### TASK DETAILS
All of the entries are to be printed exactly as they appear.

** Opening PROVIDED ENTRIES block **

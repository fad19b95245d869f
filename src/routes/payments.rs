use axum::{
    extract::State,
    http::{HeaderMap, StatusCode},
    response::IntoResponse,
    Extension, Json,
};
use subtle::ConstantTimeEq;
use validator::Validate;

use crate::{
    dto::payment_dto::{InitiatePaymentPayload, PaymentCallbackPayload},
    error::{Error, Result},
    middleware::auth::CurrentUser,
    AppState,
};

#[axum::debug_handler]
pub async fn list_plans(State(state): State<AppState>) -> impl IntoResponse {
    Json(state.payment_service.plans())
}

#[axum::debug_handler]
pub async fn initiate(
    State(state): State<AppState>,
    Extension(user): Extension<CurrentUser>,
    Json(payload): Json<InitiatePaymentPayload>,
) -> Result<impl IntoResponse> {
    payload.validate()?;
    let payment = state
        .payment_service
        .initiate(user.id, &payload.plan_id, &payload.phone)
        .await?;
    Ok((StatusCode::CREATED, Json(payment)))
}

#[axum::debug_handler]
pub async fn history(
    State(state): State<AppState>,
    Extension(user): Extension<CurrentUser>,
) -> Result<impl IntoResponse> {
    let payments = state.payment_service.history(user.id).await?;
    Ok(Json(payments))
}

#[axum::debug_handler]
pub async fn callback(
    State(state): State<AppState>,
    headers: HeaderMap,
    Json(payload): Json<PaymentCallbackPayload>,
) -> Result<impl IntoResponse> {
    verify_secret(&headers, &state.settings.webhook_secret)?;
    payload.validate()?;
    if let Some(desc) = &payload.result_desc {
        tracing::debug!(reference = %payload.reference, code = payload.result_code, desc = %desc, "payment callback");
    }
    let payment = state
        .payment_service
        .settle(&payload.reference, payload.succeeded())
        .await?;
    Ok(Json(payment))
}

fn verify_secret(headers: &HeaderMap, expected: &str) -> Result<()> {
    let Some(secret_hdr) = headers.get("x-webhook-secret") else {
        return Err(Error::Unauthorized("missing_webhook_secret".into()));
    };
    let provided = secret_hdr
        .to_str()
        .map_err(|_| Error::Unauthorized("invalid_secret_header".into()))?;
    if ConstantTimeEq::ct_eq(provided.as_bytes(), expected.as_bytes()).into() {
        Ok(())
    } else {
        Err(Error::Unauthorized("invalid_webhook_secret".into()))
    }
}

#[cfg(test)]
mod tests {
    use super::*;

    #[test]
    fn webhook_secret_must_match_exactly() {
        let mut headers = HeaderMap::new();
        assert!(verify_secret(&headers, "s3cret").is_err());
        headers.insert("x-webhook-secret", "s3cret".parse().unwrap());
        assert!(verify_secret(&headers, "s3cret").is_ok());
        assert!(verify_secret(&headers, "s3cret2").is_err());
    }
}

** Closing PROVIDED ENTRIES block **

### OUTPUT
repository fad19b95245d869f
filename src/routes/payments.rs
use axum::{
    extract::State,
    http::{HeaderMap, StatusCode},
    response::IntoResponse,
    Extension, Json,
};
use subtle::ConstantTimeEq;
use validator::Validate;

use crate::{
    dto::payment_dto::{InitiatePaymentPayload, PaymentCallbackPayload},
    error::{Error, Result},
    middleware::auth::CurrentUser,
    AppState,
};

#[axum::debug_handler]
pub async fn list_plans(State(state): State<AppState>) -> impl IntoResponse {
    Json(state.payment_service.plans())
}

#[axum::debug_handler]
pub async fn initiate(
    State(state): State<AppState>,
    Extension(user): Extension<CurrentUser>,
    Json(payload): Json<InitiatePaymentPayload>,
) -> Result<impl IntoResponse> {
    payload.validate()?;
    let payment = state
        .payment_service
        .initiate(user.id, &payload.plan_id, &payload.phone)
        .await?;
    Ok((StatusCode::CREATED, Json(payment)))
}

#[axum::debug_handler]
pub async fn history(
    State(state): State<AppState>,
    Extension(user): Extension<CurrentUser>,
) -> Result<impl IntoResponse> {
    let payments = state.payment_service.history(user.id).await?;
    Ok(Json(payments))
}

#[axum::debug_handler]
pub async fn callback(
    State(state): State<AppState>,
    headers: HeaderMap,
    Json(payload): Json<PaymentCallbackPayload>,
) -> Result<impl IntoResponse> {
    verify_secret(&headers, &state.settings.webhook_secret)?;
    payload.validate()?;
    if let Some(desc) = &payload.result_desc {
        tracing::debug!(reference = %payload.reference, code = payload.result_code, desc = %desc, "payment callback");
    }
    let payment = state
        .payment_service
        .settle(&payload.reference, payload.succeeded())
        .await?;
    Ok(Json(payment))
}

fn verify_secret(headers: &HeaderMap, expected: &str) -> Result<()> {
    let Some(secret_hdr) = headers.get("x-webhook-secret") else {
        return Err(Error::Unauthorized("missing_webhook_secret".into()));
    };
    let provided = secret_hdr
        .to_str()
        .map_err(|_| Error::Unauthorized("invalid_secret_header".into()))?;
    if ConstantTimeEq::ct_eq(provided.as_bytes(), expected.as_bytes()).into() {
        Ok(())
    } else {
        Err(Error::Unauthorized("invalid_webhook_secret".into()))
    }
}

#[cfg(test)]
mod tests {
    use super::*;

    #[test]
    fn webhook_secret_must_match_exactly() {
        let mut headers = HeaderMap::new();
        assert!(verify_secret(&headers, "s3cret").is_err());
        headers.insert("x-webhook-secret", "s3cret".parse().unwrap());
        assert!(verify_secret(&headers, "s3cret").is_ok());
        assert!(verify_secret(&headers, "s3cret2").is_err());
    }
}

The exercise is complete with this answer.